Could you copy every record exactly as it appears?
# # # # #
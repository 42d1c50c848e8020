use anyhow::Context;
use clap::Parser;
use robot_sim::utils::logger::{self, TracingLogger};
use robot_sim::utils::validation::Validate;
use robot_sim::{
    Board, CliConfig, ConsoleLineSource, FileLineSource, LineSource, Logger, RunSummary, SimError,
    Simulation, TomlConfig,
};

fn main() {
    // --help 與參數錯誤由 clap 直接處理並結束程式
    let config = CliConfig::parse();

    // 初始化日誌
    logger::init_cli_logger(config.loglevel);
    let log = TracingLogger::new(config.loglevel);

    log.info("Simulator started");
    log.debug(&format!("Log level set to: {}", config.loglevel));

    // 驗證配置
    if let Err(e) = config.validate() {
        log.error(&format!("❌ Configuration validation failed: {}", e));
        eprintln!("❌ Error: {}", e);
        std::process::exit(1);
    }

    if let Err(e) = run(&config, &log) {
        let sim_error = e.downcast_ref::<SimError>();
        if let Some(inner) = sim_error {
            log.error(&format!(
                "❌ Simulation aborted: {:#} (Category: {:?})",
                e,
                inner.category()
            ));
        }
        eprintln!("❌ Error: {:#}", e);

        // 根據錯誤類別決定退出碼
        let exit_code = sim_error.map(SimError::exit_code).unwrap_or(1);
        if exit_code > 0 {
            std::process::exit(exit_code);
        }
    }
}

fn run(config: &CliConfig, log: &TracingLogger) -> anyhow::Result<RunSummary> {
    let board = match &config.config {
        Some(path) => {
            log.info(&format!("Loading board configuration from: {}", path));
            TomlConfig::from_file(path)
                .and_then(|toml| toml.board())
                .with_context(|| format!("failed to load board configuration '{}'", path))?
        }
        None => Board::default(),
    };
    log.debug(&format!("Board size: {}x{}", board.width(), board.height()));

    // 建立輸入來源
    let mut source: Box<dyn LineSource> = match &config.file {
        Some(path) => {
            log.info(&format!("Reading from file: {}", path));
            Box::new(FileLineSource::new(path))
        }
        None => {
            println!("Enter lines (empty line to finish):");
            Box::new(ConsoleLineSource::stdin())
        }
    };

    let stdout = std::io::stdout();
    let mut out = stdout.lock();
    let mut simulation = Simulation::new(board, log);
    let summary = simulation.run(source.as_mut(), &mut out)?;

    Ok(summary)
}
# # # # #
**Expected output:**
repository 42d1c50c848e8020
use anyhow::Context;
use clap::Parser;
use robot_sim::utils::logger::{self, TracingLogger};
use robot_sim::utils::validation::Validate;
use robot_sim::{
    Board, CliConfig, ConsoleLineSource, FileLineSource, LineSource, Logger, RunSummary, SimError,
    Simulation, TomlConfig,
};

fn main() {
    // --help 與參數錯誤由 clap 直接處理並結束程式
    let config = CliConfig::parse();

    // 初始化日誌
    logger::init_cli_logger(config.loglevel);
    let log = TracingLogger::new(config.loglevel);

    log.info("Simulator started");
    log.debug(&format!("Log level set to: {}", config.loglevel));

    // 驗證配置
    if let Err(e) = config.validate() {
        log.error(&format!("❌ Configuration validation failed: {}", e));
        eprintln!("❌ Error: {}", e);
        std::process::exit(1);
    }

    if let Err(e) = run(&config, &log) {
        let sim_error = e.downcast_ref::<SimError>();
        if let Some(inner) = sim_error {
            log.error(&format!(
                "❌ Simulation aborted: {:#} (Category: {:?})",
                e,
                inner.category()
            ));
        }
        eprintln!("❌ Error: {:#}", e);

        // 根據錯誤類別決定退出碼
        let exit_code = sim_error.map(SimError::exit_code).unwrap_or(1);
        if exit_code > 0 {
            std::process::exit(exit_code);
        }
    }
}

fn run(config: &CliConfig, log: &TracingLogger) -> anyhow::Result<RunSummary> {
    let board = match &config.config {
        Some(path) => {
            log.info(&format!("Loading board configuration from: {}", path));
            TomlConfig::from_file(path)
                .and_then(|toml| toml.board())
                .with_context(|| format!("failed to load board configuration '{}'", path))?
        }
        None => Board::default(),
    };
    log.debug(&format!("Board size: {}x{}", board.width(), board.height()));

    // 建立輸入來源
    let mut source: Box<dyn LineSource> = match &config.file {
        Some(path) => {
            log.info(&format!("Reading from file: {}", path));
            Box::new(FileLineSource::new(path))
        }
        None => {
            println!("Enter lines (empty line to finish):");
            Box::new(ConsoleLineSource::stdin())
        }
    };

    let stdout = std::io::stdout();
    let mut out = stdout.lock();
    let mut simulation = Simulation::new(board, log);
    let summary = simulation.run(source.as_mut(), &mut out)?;

    Ok(summary)
}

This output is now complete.